Le bonheur de Marie a été d’écouter et de prier la Loi, les Psaumes et les Prophètes. La foi ne consiste pas à penser que Dieu existe. Le diable le pense aussi. La foi jaillit de l’âme, en réponse à la révélation de l’amour de Dieu dans les Saintes Écritures et dans la prédication. La grandeur de Marie se trouve dans sa foi. Le pape François cite saint Augustin qui met en lumière Marie comme disciple de Jésus, qui écoute et met en pratique la Parole de Dieu.
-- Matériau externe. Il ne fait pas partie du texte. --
use glam::DVec3;

use crate::error::AlignError;

/// Number of coordinates per point.
pub const POINT_DIM: usize = 3;

/// An ordered set of 3D points.
///
/// Two point sets passed to the aligner correspond by index: row `i` of the
/// source set is matched with row `i` of the target set.
#[derive(Debug, Clone, Default, PartialEq)]
pub struct PointSet {
    // The points, one per row.
    points: Vec<DVec3>,
}

impl PointSet {
    /// Create a new point set from an array of points.
    pub fn new(points: Vec<[f64; 3]>) -> Self {
        Self {
            points: points.into_iter().map(DVec3::from_array).collect(),
        }
    }

    /// Create a new point set from glam vectors.
    pub fn from_vec3(points: Vec<DVec3>) -> Self {
        Self { points }
    }

    /// Create a point set from rows of coordinates.
    ///
    /// Every row must have exactly three coordinates, otherwise
    /// [`AlignError::ShapeMismatch`] is returned.
    ///
    /// Example:
    ///
    /// ```
    /// use kornia_align::PointSet;
    ///
    /// let rows = vec![vec![0.0, 0.0, 0.0], vec![1.0, 0.0, 0.0]];
    /// let points = PointSet::from_rows(&rows).unwrap();
    /// assert_eq!(points.len(), 2);
    ///
    /// let bad = vec![vec![0.0, 0.0]];
    /// assert!(PointSet::from_rows(&bad).is_err());
    /// ```
    pub fn from_rows<R: AsRef<[f64]>>(rows: &[R]) -> Result<Self, AlignError> {
        let points = rows
            .iter()
            .map(|row| match row.as_ref() {
                &[x, y, z] => Ok(DVec3::new(x, y, z)),
                other => Err(AlignError::ShapeMismatch {
                    what: "coordinates per point",
                    expected: POINT_DIM,
                    actual: other.len(),
                }),
            })
            .collect::<Result<Vec<_>, _>>()?;
        Ok(Self { points })
    }

    /// Create a point set from a row-major `nrows x ncols` buffer.
    ///
    /// PRECONDITION: `ncols == 3` and `data.len() == nrows * ncols`.
    pub fn from_row_major_slice(
        data: &[f64],
        nrows: usize,
        ncols: usize,
    ) -> Result<Self, AlignError> {
        if ncols != POINT_DIM {
            return Err(AlignError::ShapeMismatch {
                what: "coordinates per point",
                expected: POINT_DIM,
                actual: ncols,
            });
        }
        if data.len() != nrows * ncols {
            return Err(AlignError::ShapeMismatch {
                what: "buffer length",
                expected: nrows * ncols,
                actual: data.len(),
            });
        }
        let points = data
            .chunks_exact(POINT_DIM)
            .map(DVec3::from_slice)
            .collect();
        Ok(Self { points })
    }

    /// Get the number of points in the set.
    #[inline]
    pub fn len(&self) -> usize {
        self.points.len()
    }

    /// Check if the set is empty.
    #[inline]
    pub fn is_empty(&self) -> bool {
        self.points.is_empty()
    }

    /// Get as reference the points in the set.
    pub fn points(&self) -> &[DVec3] {
        &self.points
    }

    /// Iterate over the points in order.
    pub fn iter(&self) -> std::slice::Iter<'_, DVec3> {
        self.points.iter()
    }

    /// Arithmetic mean of the points. Returns zero for an empty set.
    pub fn centroid(&self) -> DVec3 {
        if self.points.is_empty() {
            return DVec3::ZERO;
        }
        let sum = self.points.iter().fold(DVec3::ZERO, |acc, p| acc + *p);
        sum / self.points.len() as f64
    }
}

impl From<Vec<[f64; 3]>> for PointSet {
    fn from(points: Vec<[f64; 3]>) -> Self {
        Self::new(points)
    }
}

impl From<&[[f64; 3]]> for PointSet {
    fn from(points: &[[f64; 3]]) -> Self {
        Self {
            points: points.iter().copied().map(DVec3::from_array).collect(),
        }
    }
}

impl From<Vec<DVec3>> for PointSet {
    fn from(points: Vec<DVec3>) -> Self {
        Self::from_vec3(points)
    }
}

impl<'a> IntoIterator for &'a PointSet {
    type Item = &'a DVec3;
    type IntoIter = std::slice::Iter<'a, DVec3>;

    fn into_iter(self) -> Self::IntoIter {
        self.points.iter()
    }
}
use thiserror::Error;

/// Error types for the point set alignment routines.
#[derive(Debug, Error, Clone, PartialEq)]
pub enum AlignError {
    /// The point sets do not have the expected shape.
    #[error("Shape mismatch for {what}: expected {expected}, got {actual}")]
    ShapeMismatch {
        /// Label of the offending dimension.
        what: &'static str,
        /// Expected size.
        expected: usize,
        /// Size that was provided.
        actual: usize,
    },

    /// Not enough correspondences to estimate a 3D rotation.
    #[error("Alignment requires at least {required} point correspondences, got {actual}")]
    InsufficientPoints {
        /// Minimum number of correspondences required.
        required: usize,
        /// Actual number of correspondences provided.
        actual: usize,
    },

    /// A coordinate is NaN or infinite, or the centroids / cross-covariance overflow.
    #[error("Point sets contain non-finite values or overflow the covariance")]
    NonFiniteInput,

    /// The cross-covariance matrix is rank deficient (collinear or coincident points).
    #[error("Degenerate point configuration: covariance rank {rank}, singular values {singular_values:?}")]
    DegenerateGeometry {
        /// Numeric rank of the cross-covariance matrix.
        rank: usize,
        /// Singular values of the cross-covariance matrix, in descending order.
        singular_values: [f64; 3],
    },
}
//! Process configuration, read once from the environment at startup.

use std::fmt;
use std::path::PathBuf;
use std::time::Duration;

use jobwatch_engine::{RunSettings, TimeWindow, DEFAULT_QUERY, DEFAULT_STATE_FILE};
use jobwatch_logging::mask_secret;
use thiserror::Error;

pub const GEMINI_API_KEY: &str = "GEMINI_API_KEY";
pub const NTFY_TOPIC: &str = "NTFY_TOPIC";
pub const GITHUB_REPOSITORY: &str = "GITHUB_REPOSITORY";
pub const QUERY: &str = "JOBWATCH_QUERY";
pub const WINDOW: &str = "JOBWATCH_WINDOW";
pub const STATE_FILE: &str = "JOBWATCH_STATE_FILE";
pub const FETCH_DELAY_MS: &str = "JOBWATCH_FETCH_DELAY_MS";
pub const LOG_FILE: &str = "JOBWATCH_LOG_FILE";

const DEFAULT_FETCH_DELAY_MS: u64 = 1_000;

#[derive(Debug, Error, PartialEq, Eq)]
pub enum ConfigError {
    #[error("missing required environment variable {0}")]
    Missing(&'static str),
    #[error("{key} has invalid value {value:?}: expected {expected}")]
    Invalid {
        key: &'static str,
        value: String,
        expected: &'static str,
    },
}

#[derive(Clone)]
pub struct AppConfig {
    pub gemini_api_key: String,
    pub ntfy_topic: String,
    /// `owner/name` of the hosting repository; may be empty.
    pub repository: String,
    pub query: String,
    pub window: TimeWindow,
    pub state_file: PathBuf,
    pub fetch_delay: Duration,
    pub log_file: Option<PathBuf>,
}

impl AppConfig {
    /// Reads the process environment, after loading `.env` when present.
    pub fn from_env() -> Result<Self, ConfigError> {
        let _ = dotenvy::dotenv();
        Self::from_lookup(|key| std::env::var(key).ok())
    }

    /// Builds the configuration from any key lookup. Empty values count as unset.
    pub fn from_lookup<F>(lookup: F) -> Result<Self, ConfigError>
    where
        F: Fn(&str) -> Option<String>,
    {
        let get = |key: &str| lookup(key).filter(|value| !value.trim().is_empty());
        let require = |key: &'static str| get(key).ok_or(ConfigError::Missing(key));

        let gemini_api_key = require(GEMINI_API_KEY)?;
        let ntfy_topic = require(NTFY_TOPIC)?;

        let window = match get(WINDOW) {
            None => TimeWindow::default(),
            Some(value) => parse_window(&value).ok_or(ConfigError::Invalid {
                key: WINDOW,
                value,
                expected: "day, week or month",
            })?,
        };

        let fetch_delay = match get(FETCH_DELAY_MS) {
            None => Duration::from_millis(DEFAULT_FETCH_DELAY_MS),
            Some(value) => value
                .trim()
                .parse::<u64>()
                .map(Duration::from_millis)
                .map_err(|_| ConfigError::Invalid {
                    key: FETCH_DELAY_MS,
                    value,
                    expected: "a whole number of milliseconds",
                })?,
        };

        Ok(Self {
            gemini_api_key,
            ntfy_topic,
            repository: get(GITHUB_REPOSITORY).unwrap_or_default(),
            query: get(QUERY).unwrap_or_else(|| DEFAULT_QUERY.to_string()),
            window,
            state_file: get(STATE_FILE)
                .map(PathBuf::from)
                .unwrap_or_else(|| PathBuf::from(DEFAULT_STATE_FILE)),
            fetch_delay,
            log_file: get(LOG_FILE).map(PathBuf::from),
        })
    }

    /// Page shown when a run found nothing: the repository's workflow runs.
    pub fn dashboard_link(&self) -> String {
        format!("https://github.com/{}/actions", self.repository)
    }

    pub fn run_settings(&self) -> RunSettings {
        RunSettings {
            query: self.query.clone(),
            window: self.window,
            fetch_delay: self.fetch_delay,
            dashboard_link: self.dashboard_link(),
        }
    }
}

// Credentials stay masked wherever the config is logged.
impl fmt::Debug for AppConfig {
    fn fmt(&self, f: &mut fmt::Formatter<'_>) -> fmt::Result {
        f.debug_struct("AppConfig")
            .field("gemini_api_key", &mask_secret(&self.gemini_api_key))
            .field("ntfy_topic", &mask_secret(&self.ntfy_topic))
            .field("repository", &self.repository)
            .field("query", &self.query)
            .field("window", &self.window)
            .field("state_file", &self.state_file)
            .field("fetch_delay", &self.fetch_delay)
            .field("log_file", &self.log_file)
            .finish()
    }
}

fn parse_window(value: &str) -> Option<TimeWindow> {
    match value.trim().to_ascii_lowercase().as_str() {
        "day" | "d" => Some(TimeWindow::PastDay),
        "week" | "w" => Some(TimeWindow::PastWeek),
        "month" | "m" => Some(TimeWindow::PastMonth),
        _ => None,
    }
}

#[cfg(test)]
mod tests {
    use std::collections::HashMap;

    use pretty_assertions::assert_eq;

    use super::*;

    fn config_from(pairs: &[(&str, &str)]) -> Result<AppConfig, ConfigError> {
        let env: HashMap<String, String> = pairs
            .iter()
            .map(|(k, v)| (k.to_string(), v.to_string()))
            .collect();
        AppConfig::from_lookup(|key| env.get(key).cloned())
    }

    const REQUIRED: [(&str, &str); 2] = [(GEMINI_API_KEY, "AIzaSyExampleKey"), (NTFY_TOPIC, "fresher-jobs")];

    #[test]
    fn defaults_apply_when_only_credentials_are_set() {
        let config = config_from(&REQUIRED).unwrap();
        assert_eq!(config.repository, "");
        assert_eq!(config.dashboard_link(), "https://github.com//actions");
        assert_eq!(config.query, DEFAULT_QUERY);
        assert_eq!(config.window, TimeWindow::PastWeek);
        assert_eq!(config.state_file, PathBuf::from("processed_jobs.json"));
        assert_eq!(config.fetch_delay, Duration::from_secs(1));
        assert_eq!(config.log_file, None);
    }

    #[test]
    fn missing_or_blank_credentials_are_rejected() {
        assert_eq!(
            config_from(&[(NTFY_TOPIC, "t")]).unwrap_err(),
            ConfigError::Missing(GEMINI_API_KEY)
        );
        assert_eq!(
            config_from(&[(GEMINI_API_KEY, "k"), (NTFY_TOPIC, "  ")]).unwrap_err(),
            ConfigError::Missing(NTFY_TOPIC)
        );
    }

    #[test]
    fn overrides_are_applied() {
        let mut pairs = REQUIRED.to_vec();
        pairs.extend([
            (GITHUB_REPOSITORY, "acme/jobs"),
            (QUERY, "graduate developer Pune"),
            (WINDOW, "Month"),
            (STATE_FILE, "state/seen.json"),
            (FETCH_DELAY_MS, "0"),
            (LOG_FILE, "jobwatch.log"),
        ]);
        let config = config_from(&pairs).unwrap();

        assert_eq!(config.dashboard_link(), "https://github.com/acme/jobs/actions");
        let settings = config.run_settings();
        assert_eq!(settings.query, "graduate developer Pune");
        assert_eq!(settings.window, TimeWindow::PastMonth);
        assert_eq!(settings.fetch_delay, Duration::ZERO);
        assert_eq!(settings.dashboard_link, "https://github.com/acme/jobs/actions");
        assert_eq!(config.state_file, PathBuf::from("state/seen.json"));
        assert_eq!(config.log_file, Some(PathBuf::from("jobwatch.log")));
    }

    #[test]
    fn invalid_window_and_delay_are_rejected() {
        let mut pairs = REQUIRED.to_vec();
        pairs.push((WINDOW, "fortnight"));
        assert!(matches!(
            config_from(&pairs).unwrap_err(),
            ConfigError::Invalid { key: WINDOW, .. }
        ));

        let mut pairs = REQUIRED.to_vec();
        pairs.push((FETCH_DELAY_MS, "-5"));
        assert!(matches!(
            config_from(&pairs).unwrap_err(),
            ConfigError::Invalid { key: FETCH_DELAY_MS, .. }
        ));
    }

    #[test]
    fn debug_output_masks_credentials() {
        let rendered = format!("{:?}", config_from(&REQUIRED).unwrap());
        assert!(!rendered.contains("AIzaSyExampleKey"));
        assert!(!rendered.contains("fresher-jobs"));
        assert!(rendered.contains("AIza****"));
    }
}
use std::fmt;

/// Browser-like identity sent to search providers and job pages.
pub const BROWSER_USER_AGENT: &str = "Mozilla/5.0 (Windows NT 10.0; Win64; x64) AppleWebKit/537.36 (KHTML, like Gecko) Chrome/109.0.0.0 Safari/537.36";

#[derive(Debug, Clone, PartialEq, Eq, thiserror::Error)]
#[error("{kind}: {message}")]
pub struct FetchError {
    pub kind: FailureKind,
    pub message: String,
}

impl FetchError {
    pub(crate) fn new(kind: FailureKind, message: impl Into<String>) -> Self {
        Self {
            kind,
            message: message.into(),
        }
    }
}

#[derive(Debug, Clone, PartialEq, Eq)]
pub enum FailureKind {
    InvalidUrl,
    HttpStatus(u16),
    Timeout,
    RedirectLimitExceeded,
    TooLarge { max_bytes: u64, actual: Option<u64> },
    UnsupportedContentType { content_type: String },
    Decode,
    Network,
}

impl fmt::Display for FailureKind {
    fn fmt(&self, f: &mut fmt::Formatter<'_>) -> fmt::Result {
        match self {
            FailureKind::InvalidUrl => write!(f, "invalid url"),
            FailureKind::HttpStatus(code) => write!(f, "http status {code}"),
            FailureKind::Timeout => write!(f, "timeout"),
            FailureKind::RedirectLimitExceeded => write!(f, "redirect limit exceeded"),
            FailureKind::TooLarge { max_bytes, actual } => {
                write!(f, "response too large (max {max_bytes}, actual {actual:?})")
            }
            FailureKind::UnsupportedContentType { content_type } => {
                write!(f, "unsupported content type {content_type}")
            }
            FailureKind::Decode => write!(f, "undecodable body"),
            FailureKind::Network => write!(f, "network error"),
        }
    }
}

pub(crate) fn map_reqwest_error(err: reqwest::Error) -> FetchError {
    if err.is_timeout() {
        return FetchError::new(FailureKind::Timeout, err.to_string());
    }
    if err.is_redirect() {
        return FetchError::new(FailureKind::RedirectLimitExceeded, err.to_string());
    }
    FetchError::new(FailureKind::Network, err.to_string())
}
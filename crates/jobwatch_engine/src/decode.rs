use chardetng::EncodingDetector;
use encoding_rs::Encoding;
use jobwatch_logging::watch_debug;

#[derive(Debug, Clone, PartialEq, Eq)]
pub struct DecodedHtml {
    pub html: String,
    pub encoding_label: String,
}

#[derive(Debug, thiserror::Error, PartialEq, Eq)]
pub enum DecodeError {
    #[error("failed to decode bytes with {encoding}: {message}")]
    DecodeFailure { encoding: String, message: String },
}

/// Decode page bytes into UTF-8.
///
/// Order: BOM, then the `Content-Type` charset, then chardetng detection. A
/// declared charset that does not fit the bytes falls through to detection.
pub fn decode_html(bytes: &[u8], content_type: Option<&str>) -> Result<DecodedHtml, DecodeError> {
    if let Some((encoding, _)) = Encoding::for_bom(bytes) {
        return decode_with(bytes, encoding);
    }

    if let Some(label) = content_type.and_then(extract_charset) {
        if let Some(enc) = Encoding::for_label(label.as_bytes()) {
            match decode_with(bytes, enc) {
                Ok(decoded) => return Ok(decoded),
                Err(err) => watch_debug!("Declared charset {} rejected: {}", label, err),
            }
        }
    }

    let mut detector = EncodingDetector::new();
    detector.feed(bytes, true);
    let enc = detector.guess(None, true);
    decode_with(bytes, enc)
}

fn extract_charset(content_type: &str) -> Option<String> {
    content_type
        .split(';')
        .filter_map(|part| {
            let (key, value) = part.split_once('=')?;
            if !key.trim().eq_ignore_ascii_case("charset") {
                return None;
            }
            Some(value.trim_matches([' ', '"', '\''].as_ref()).to_string())
        })
        .find(|value| !value.is_empty())
}

fn decode_with(bytes: &[u8], enc: &'static Encoding) -> Result<DecodedHtml, DecodeError> {
    let (text, _, had_errors) = enc.decode(bytes);
    if had_errors {
        return Err(DecodeError::DecodeFailure {
            encoding: enc.name().to_string(),
            message: "malformed byte sequence".into(),
        });
    }
    Ok(DecodedHtml {
        html: text.into_owned(),
        encoding_label: enc.name().to_string(),
    })
}
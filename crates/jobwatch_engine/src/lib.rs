//! Jobwatch engine: network services, state file and the run driver.
mod classify;
mod decode;
mod engine;
mod extract;
mod fetch;
mod notify;
mod persist;
mod search;
mod types;

pub use classify::{Classifier, ClassifierSettings, ClassifyError, GeminiClassifier, GEMINI_ENDPOINT};
pub use decode::{decode_html, DecodeError, DecodedHtml};
pub use engine::{Persistence, RunEngine, RunError, RunReport, RunServices, RunSettings, DEFAULT_QUERY};
pub use extract::{ExtractedPage, Extractor, VisibleTextExtractor};
pub use fetch::{FetchSettings, PageFetcher, ReqwestPageFetcher};
pub use notify::{Notifier, NotifyError, NotifySettings, NtfyNotifier, NTFY_BASE_URL};
pub use persist::{
    ensure_state_dir, AtomicFileWriter, JsonLinkStore, LinkStore, PersistError, DEFAULT_STATE_FILE,
};
pub use search::{
    redirect_targets, GoogleSearchClient, SearchError, SearchProvider, SearchSettings, TimeWindow,
    GOOGLE_SEARCH_ENDPOINT,
};
pub use types::{FailureKind, FetchError, BROWSER_USER_AGENT};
Modèle de foi, Marie n’a pas tout compris. Saint Luc commente le recouvrement de Jésus au Temple de Jérusalem, quand il a expliqué à Marie et à Joseph qu’ « il devait être dans la maison de son Père » (cf. Lc 2, 49), en soulignant que ni Marie ni Joseph « ne comprirent cette parole ». La foi illumine la route des hommes, mais elle comporte aussi un côté obscur qui fait penser à « la nuit de la foi » chantée par saint Jean de la Croix. Le père Marie-Joseph Lagrange a consacré son existence à la traduction et au commentaire de la Bible en reconnaissant aussi que « la Parole de Dieu pouvait être obscure ». Sans cette limite dans la connaissance de Dieu, la foi ne serait plus la foi, mais la claire vision.
Saint Luc, l’évangéliste, montre Marie « qui garde fidèlement dans son cœur » (cf. Lc 2, 51) les événements et les paroles de son fils Jésus.
La prière plutôt qu’une action apparaît comme un état dans la vie de Jésus et des apôtres. À l’image de l’amour qui unit ceux qui s’aiment même s’ils n’y pensent pas, celui et celle qui prie vit en communion avec Dieu. Marie vivait en état de prière par sa foi. Saint Luc fait appel à deux mots importants de la vie spirituelle de Marie, mère et disciple de son Fils Jésus : « garder » et « fidèlement ».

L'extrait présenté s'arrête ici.